Deutsches Kraftfahrzeuggewerbe
 
 

Karpinski begrüßt den Kennzeichen-Kompromiss

Wiesbaden. Als einen "Kompromiss auf Minimalbasis" hat der Präsident des hessischen Kraftfahrzeuggewerbes, Jürgen Karpinski, den Beschluss des Bundesrates zur Einführung von Wechselkennzeichen im Sommer des kommenden Jahres bezeichnet. Entgegen der Verbandsforderung nach drei Fahrzeugen pro Kennzeichen werde es lediglich möglich sein, zwei Fahrzeuge bis 3,5 Tonnen Gesamtmasse im Individualverkehr auf das Wechselkennzeichen anzumelden.
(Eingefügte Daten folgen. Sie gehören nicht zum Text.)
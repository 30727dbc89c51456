//! Persisted reminder state and the scheduler phase derived from it

use serde::{Deserialize, Serialize};

/// Lead time between the reminder and the contest start
pub const REMINDER_LEAD_MS: i64 = 5 * 60 * 1000;

/// The contest the reminder alarm is currently armed for
#[derive(Debug, Clone, Copy, PartialEq, Eq, Serialize, Deserialize)]
pub struct ArmedContest {
    pub id: u64,
    pub start_time_seconds: i64,
}

impl ArmedContest {
    pub fn new(id: u64, start_time_seconds: i64) -> Self {
        Self {
            id,
            start_time_seconds,
        }
    }

    /// Contest start as epoch milliseconds
    pub fn start_ms(&self) -> i64 {
        self.start_time_seconds * 1000
    }

    /// Instant the reminder should trigger, in epoch milliseconds
    pub fn fire_at_ms(&self) -> i64 {
        fire_time_ms(self.start_time_seconds)
    }
}

/// Fire time for a contest starting at `start_time_seconds`
pub fn fire_time_ms(start_time_seconds: i64) -> i64 {
    start_time_seconds * 1000 - REMINDER_LEAD_MS
}

/// Reminder record owned by the scheduler.
///
/// The armed contest id and start time travel together in `armed`, so one
/// can never be present without the other.
#[derive(Debug, Clone, Copy, Default, PartialEq, Eq, Serialize, Deserialize)]
pub struct ReminderState {
    pub enabled: bool,
    pub armed: Option<ArmedContest>,
}

impl ReminderState {
    pub fn phase(&self) -> SchedulerPhase {
        match (self.enabled, self.armed) {
            (false, _) => SchedulerPhase::Disabled,
            (true, None) => SchedulerPhase::Idle,
            (true, Some(contest)) => SchedulerPhase::Armed(contest),
        }
    }

    pub fn is_armed(&self) -> bool {
        self.armed.is_some()
    }
}

/// Scheduler phase as seen from the outside
#[derive(Debug, Clone, Copy, PartialEq, Eq, Serialize, Deserialize)]
#[serde(tag = "phase", rename_all = "snake_case")]
pub enum SchedulerPhase {
    Disabled,
    Idle,
    Armed(ArmedContest),
}

impl SchedulerPhase {
    pub fn name(&self) -> &'static str {
        match self {
            SchedulerPhase::Disabled => "disabled",
            SchedulerPhase::Idle => "idle",
            SchedulerPhase::Armed(_) => "armed",
        }
    }
}
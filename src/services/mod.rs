//! Host facilities
//!
//! Timers and user notifications used by the reminder scheduler.

pub mod alarms;
pub mod notifier;

// Re-export main types
pub use alarms::{AlarmFacility, AlarmId, AlarmSchedule, TokioAlarms};
pub use notifier::{check_notify_send_available, DesktopNotifier, LogNotifier, Notification, Notifier};
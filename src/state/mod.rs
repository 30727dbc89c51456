//! State management module
//!
//! This module contains the reminder record, the status snapshot and the
//! shared application state used by the HTTP API.

pub mod app_state;
pub mod reminder_state;
pub mod status;

// Re-export main types
pub use app_state::AppState;
pub use reminder_state::{fire_time_ms, ArmedContest, ReminderState, SchedulerPhase, REMINDER_LEAD_MS};
pub use status::SchedulerStatus;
Aufgrund des Zeitfensters bis Mitte des kommenden Jahres hätten Branche und Autofahrer ausreichend Zeit, sich die Vorteile des Wechselkennzeichens "durchzurechnen".Karpinski sieht in dem nunmehr von der Länderkammer beschlossenen Weg für das Wechselkennzeichen auch einen "Türöffner für die Elektro-Mobilität" nach dem Motto "Einmal Verbrennungsmotor, einmal Batterie".